Caroline Brown, widow of William Brown, on July 10, 1918, filed an application with the industrial accident board asking for compensation as a dependent and made George W. Bouschor, the Consolidated Lumber Company, the London Guarantee & Accident Company, Limited, and the appellant, respondents, and asked for compensation on account of the death of her husband, William Brown, caused by the injury said to have resulted through the accident on the 18th day of December, 1917. The appellant denied liability, [596]*596claiming that Mr. Brown, when injured, was working as an independent contractor; that he was not injured while employed by any of the parties to the proceeding; that he was not in the employ of the Consolidated Lumber Company when injured, and did not receive the injury arising out of and in the scope of his employment. An arbitration was had upon such petition and an award made in which it was decided that the London Guarantee & Accident Company and the Consolidated Lumber Company were not liable, but that George W. Bouschor and this appellant were liable to the claimant in the sum of $2,940, which should be paid at the rate of $10 per week, and $88 to Andrew Nelson, the attending physician. The appellant appealed to the industrial accident board for review and urged the same defenses it urged before the arbitration committee, and claimed that the industrial accident board was without jurisdiction in the matter as to the Lumbermen’s Mutual Casualty Company, for the reason that the said company had never had its certificate of insurance covering the said George W. Bouschor approved by the industrial' accident board, and that unless a certificate was filed in accordance with the rules of the board it had no jurisdiction over the company or the subject-matter; and that the industrial accident board had no jurisdiction to construe the terms and conditions of an insurance contract between the insurance company and employer; and that the finding of the weekly wages of $20 per week was not supported by the evidence, as well as the finding that the appellant was liable for the medical services of Dr. Nelson. The industrial accident board affirmed the award of the arbitration committee.

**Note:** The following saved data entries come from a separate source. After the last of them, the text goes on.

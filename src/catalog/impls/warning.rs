use std::fmt;
use std::fmt::Formatter;
use crate::catalog::structs::warning::Warning;

impl fmt::Display for Warning {
    fn fmt(&self, f: &mut Formatter) -> fmt::Result {
        write!(f, "{}", self.message)
    }
}
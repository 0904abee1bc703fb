use crate::catalog::structs::warning::Warning;

/// Collects warnings for failures that must not abort the surrounding operation.
#[derive(Debug, Clone, Default, PartialEq, Eq)]
pub struct Diagnostics {
    pub(crate) warnings: Vec<Warning>,
}
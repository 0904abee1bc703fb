/// One entry of the `search.json` document.
pub mod search_entry;
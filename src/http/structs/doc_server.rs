use std::sync::Arc;
use std::time::Duration;
use crate::catalog::structs::module_catalog::ModuleCatalog;
use crate::catalog::traits::module_source::ModuleSource;

/// Everything a connection handler needs, shared read-only between connections.
///
/// Construction builds the catalog but never binds a socket; listening is
/// done separately by [`http_service`](crate::http::http::http_service).
#[derive(Clone)]
pub struct DocServer {
    pub(crate) catalog: ModuleCatalog,
    pub(crate) source: Arc<dyn ModuleSource>,
    pub(crate) request_timeout: Option<Duration>,
    pub(crate) max_header_size: usize,
}
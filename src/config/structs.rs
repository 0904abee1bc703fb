//! Configuration data structures.
//!
//! Each struct corresponds to a section in the TOML configuration file.

/// Root configuration structure containing all settings.
pub mod configuration;

/// HTTP listener configuration.
pub mod http_server_config;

We quote from the brief of counsel:

“(1) Did the industrial accident board have jurisdiction over the parties and subject-matter?
“The first question to be determined is whether the [597]*597industrial accident board had any jurisdiction in this case at all. By rule and statute, three things are necessary to give the board jurisdiction over all parties, viz., the employer and employee and any insurance company of the employer, they are:
“(a) The employer’s written notice to the board that he has elected to come under the act with the statement of the method of payment of compensation that he desires to adopt or has adopted.
“(b) The certificate from the insurance company that it has taken over the risk.
“(c) The approval of the industrial accident board.
“These things are essential and jurisdictional, and in no other way can the board know that the employer is complying with the act and until that is done and the approval of the board indorsed and made a part of the record, the employer is not under the act and the board has no jurisdiction over him or his employees. Bernard v. Traction Co., 188 Mich. 504; Shevchenko v. Railway, 189 Mich. 421; Bendykson v. Evangelistic Committee, 195 Mich. 490.”

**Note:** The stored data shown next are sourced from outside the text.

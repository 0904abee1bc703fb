use std::fs;
use std::path::{Path, PathBuf};
use log::debug;
use crate::catalog::enums::import_error_kind::ImportErrorKind;
use crate::catalog::errors::ImportError;
use crate::catalog::structs::module_location::ModuleLocation;
use crate::catalog::traits::module_source::ModuleSource;
use crate::common::common::{is_identifier, system_time_to_secs};
use crate::config::structs::configuration::Configuration;
use crate::introspect::parser::parse_module;
use crate::introspect::structs::module_doc::ModuleDoc;
use crate::source::structs::fs_module_source::FsModuleSource;

const PACKAGE_INIT: &str = "__init__.py";
const SOURCE_SUFFIX: &str = ".py";

impl FsModuleSource {
    pub fn new(search_path: Vec<PathBuf>) -> FsModuleSource {
        FsModuleSource { search_path }
    }

    pub fn from_config(config: &Configuration) -> FsModuleSource {
        if config.search_path.is_empty() {
            return FsModuleSource::new(vec![PathBuf::from(".")]);
        }
        FsModuleSource::new(config.search_path.iter().map(PathBuf::from).collect())
    }

    pub fn search_path(&self) -> &[PathBuf] {
        &self.search_path
    }

    /// Source file and package flag of `name`, if any search path entry provides it.
    ///
    /// Only regular packages count: a directory without `__init__.py` is
    /// skipped, and a module of the same name further down the search path
    /// is found instead.
    fn resolve(&self, name: &str) -> Option<(PathBuf, bool)> {
        let parts: Vec<&str> = name.split('.').collect();
        if !parts.iter().all(|part| is_identifier(part)) {
            return None;
        }
        let (last, parents) = parts.split_last()?;

        'search: for directory in &self.search_path {
            let mut base = directory.clone();
            for parent in parents {
                base.push(parent);
                if !base.join(PACKAGE_INIT).is_file() {
                    continue 'search;
                }
            }
            let package = base.join(last);
            let init = package.join(PACKAGE_INIT);
            if init.is_file() {
                return Some((init, true));
            }
            let module = base.join(format!("{last}{SOURCE_SUFFIX}"));
            if module.is_file() {
                return Some((module, false));
            }
        }
        None
    }

    fn decode(name: &str, data: Vec<u8>) -> Result<String, ImportError> {
        match String::from_utf8(data) {
            Ok(text) if text.starts_with('\u{feff}') => Ok(text['\u{feff}'.len_utf8()..].to_string()),
            Ok(text) => Ok(text),
            Err(error) => {
                let position = error.utf8_error().valid_up_to();
                let byte = error.as_bytes().get(position).copied().unwrap_or_default();
                Err(ImportError::new(
                    name,
                    ImportErrorKind::UnicodeDecodeError,
                    format!("'utf-8' codec can't decode byte 0x{byte:02x} in position {position}: invalid utf-8"),
                ))
            }
        }
    }
}

fn discoverable(name: &str) -> bool {
    is_identifier(name) && !name.starts_with('_')
}

fn is_package_dir(path: &Path) -> bool {
    path.is_dir() && path.join(PACKAGE_INIT).is_file()
}

impl ModuleSource for FsModuleSource {
    fn find(&self, name: &str) -> Result<ModuleLocation, ImportError> {
        match self.resolve(name) {
            Some((path, is_package)) => {
                let path = fs::canonicalize(&path).unwrap_or(path);
                debug!("[SOURCE] {name} resolved to {}", path.display());
                Ok(ModuleLocation {
                    name: name.to_string(),
                    path,
                    is_package,
                })
            }
            None => Err(ImportError::not_found(name))
        }
    }

    fn submodules(&self, location: &ModuleLocation) -> Result<Vec<String>, ImportError> {
        if !location.is_package {
            return Ok(Vec::new());
        }
        let Some(directory) = location.path.parent() else {
            return Ok(Vec::new());
        };
        let entries = fs::read_dir(directory).map_err(|error| ImportError::from_io(&location.name, &error))?;

        let mut names = Vec::new();
        for entry in entries {
            let entry = entry.map_err(|error| ImportError::from_io(&location.name, &error))?;
            let Some(file_name) = entry.file_name().to_str().map(str::to_string) else {
                continue;
            };
            let path = entry.path();
            if let Some(stem) = file_name.strip_suffix(SOURCE_SUFFIX) {
                if path.is_file() && discoverable(stem) {
                    names.push(stem.to_string());
                }
            } else if discoverable(&file_name) && is_package_dir(&path) {
                names.push(file_name);
            }
        }
        names.sort();
        names.dedup();
        Ok(names)
    }

    fn load(&self, name: &str) -> Result<ModuleDoc, ImportError> {
        let location = self.find(name)?;
        let data = fs::read(&location.path).map_err(|error| ImportError::from_io(name, &error))?;
        let text = Self::decode(name, data)?;
        let mut module = parse_module(name, &text)?;
        module.path = Some(location.path);
        module.is_package = location.is_package;
        Ok(module)
    }

    fn modified(&self, name: &str) -> Option<f64> {
        let location = self.find(name).ok()?;
        let modified = fs::metadata(&location.path).and_then(|metadata| metadata.modified()).ok()?;
        Some(system_time_to_secs(modified))
    }
}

An examination of these cases will show they are readily distinguishable. In each of them the employers’ determination to come under the act had not been approved by the industrial accident board when the injury for which compensation was asked occurred. In this case on the 20th of May, 1916, Mr. Bouschor filed with the industrial accident board his written acceptance as an employer, stating that his method of providing payment was through the London Guarantee & Accident Company. This acceptance was duly approved by the board May 20, 1916, while the accident to Mr. Brown occurred on the 18th day of December, 1917.

It is the further claim that Mr. Brown was not an employee but was an independent contractor. It is also claimed'that it is not clearly shown that he was hurt while in the course of his employment. There is testimony tending to sustain the contention of the claimant in both of these respects. We have repeat[598]*598edly held that the findings of fact made by the industrial accident board are, in the absence of fraud, conclusive, if there is evidence to support them: Section 12, part 3, compensation law (2 Comp. Laws 1915, § 5465); Meyers v. Railroad Co., 199 Mich. 134; Homan v. Power Co., 200 Mich. 206; Jacobs v. Glasser & Hoffman, 200 Mich. 473; Nagy v. Solvay Process Co., 201 Mich. 158; Perdew v. Nufer Cedar Co., 201 Mich. 520; Wilson v. Furniture Co., 201 Mich. 531; Malone v. Railway, 202 Mich. 136; Gabriel v. Construction Co., 206 Mich. 471; Shaffer v. D’Arcy Spring Co., 206 Mich. 483. There was evidence that Mr. Brown was an employee and that he was hurt in the course of his employment.

The meritorious question about which there can be serious controversy is whether the insurance undertaking of the appellant, the Lumbermen’s Mutual Casualty Company, covered William Brown at the time he received his injury which later resulted in his death. The defendant Bouschor was a subcontractor under the Consolidated Lumber Company. His contract with that company required him to carry liability insurance so that if any injury occurred to his employees the Consolidated Lumber Company should not suffer any loss, because of said injury. Mr. Bouschor was not only a subcontractor as above indicated but he-carried on lumbering operations of his own in which he employed men. After entering upon his contract with the Consolidated Lumber Company he obtained liability insurance from various sources, but for reasons which it is not necessary to detail now he found himself without liability insurance. The Consolidated Lumber Company had insurance in the Lumbermen’s Mutual Casualty Company.

Mr. Bouschor testified in part:

“Q. Now I note this, Mr. Bouschor, that you state ‘Method of providing for compensation adopted by the [599]*599undersigned, Consolidated Lumber Company and Lumbermen’s Mutual Casualty Company.’ Did you think that the Consolidated Lumber Company could be your insurer in that case?
“A. Yes.
“Q. You thought they would guarantee your insurance?
“A.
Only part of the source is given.